• _Task prompt_: Every line below between the line holding "Duration::from_millis(self.summarizer_backoff_ms)" and the line holding "pub fn user_agent(&self)", inclusive, should be repeated exactly, and all other lines omitted.
######
//! Getter methods for `EngineConfig`

use std::time::Duration;

use super::types::EngineConfig;

impl EngineConfig {
    #[must_use]
    pub fn pool_size(&self) -> usize {
        self.pool_size
    }

    #[must_use]
    pub fn page_load_timeout_secs(&self) -> u64 {
        self.page_load_timeout_secs
    }

    #[must_use]
    pub fn settle_timeout_secs(&self) -> u64 {
        self.settle_timeout_secs
    }

    #[must_use]
    pub fn max_pages_per_monitor(&self) -> usize {
        self.max_pages_per_monitor
    }

    #[must_use]
    pub fn diff_char_limit(&self) -> usize {
        self.diff_char_limit
    }

    #[must_use]
    pub fn summarizer_backoff(&self) -> Duration {
        Duration::from_millis(self.summarizer_backoff_ms)
    }

    #[must_use]
    pub fn summarizer_timeout(&self) -> Duration {
        Duration::from_secs(self.summarizer_timeout_secs)
    }

    #[must_use]
    pub fn headless(&self) -> bool {
        self.headless
    }

    #[must_use]
    pub fn user_agent(&self) -> &str {
        &self.user_agent
    }
}
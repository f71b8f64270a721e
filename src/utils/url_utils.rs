//! URL helpers shared by the crawler, the link extractor and the session
//! manager.

use anyhow::Result;
use url::Url;

/// Check if a URL is an absolute http(s) URL.
#[must_use]
pub fn is_valid_url(url: &str) -> bool {
    if url.is_empty() {
        return false;
    }

    // Skip data URLs, javascript URLs, and other non-http schemes
    if url.starts_with("data:") || url.starts_with("javascript:") || url.starts_with("mailto:") {
        return false;
    }

    match Url::parse(url) {
        Ok(parsed) => matches!(parsed.scheme(), "http" | "https"),
        Err(_) => false,
    }
}

/// Normalize a URL string by stripping its fragment.
///
/// Fragments are client-side markers, so `page#a` and `page#b` are the same
/// resource for crawling purposes. The query string is preserved.
///
/// ```
/// # use webwatcher::utils::url_utils::normalize_url;
/// assert_eq!(
///     normalize_url("https://example.com/page?x=1#section").unwrap(),
///     "https://example.com/page?x=1"
/// );
/// ```
pub fn normalize_url(url: &str) -> Result<String> {
    let mut parsed = Url::parse(url)
        .map_err(|e| anyhow::anyhow!("Failed to parse URL for normalization: {e}"))?;
    parsed.set_fragment(None);
    Ok(parsed.to_string())
}

/// Host of an absolute URL, if it has one.
#[must_use]
pub fn host_of(url: &str) -> Option<String> {
    Url::parse(url)
        .ok()
        .and_then(|parsed| parsed.host_str().map(str::to_owned))
}

/// Whether two URLs point at the same resource once fragments are ignored.
///
/// Falls back to plain string comparison when either side does not parse.
#[must_use]
pub fn same_resource(a: &str, b: &str) -> bool {
    match (normalize_url(a), normalize_url(b)) {
        (Ok(a), Ok(b)) => a == b,
        _ => a == b,
    }
}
######
• _Task output_:
        Duration::from_millis(self.summarizer_backoff_ms)
    }

    #[must_use]
    pub fn summarizer_timeout(&self) -> Duration {
        Duration::from_secs(self.summarizer_timeout_secs)
    }

    #[must_use]
    pub fn headless(&self) -> bool {
        self.headless
    }

    #[must_use]
    pub fn user_agent(&self) -> &str {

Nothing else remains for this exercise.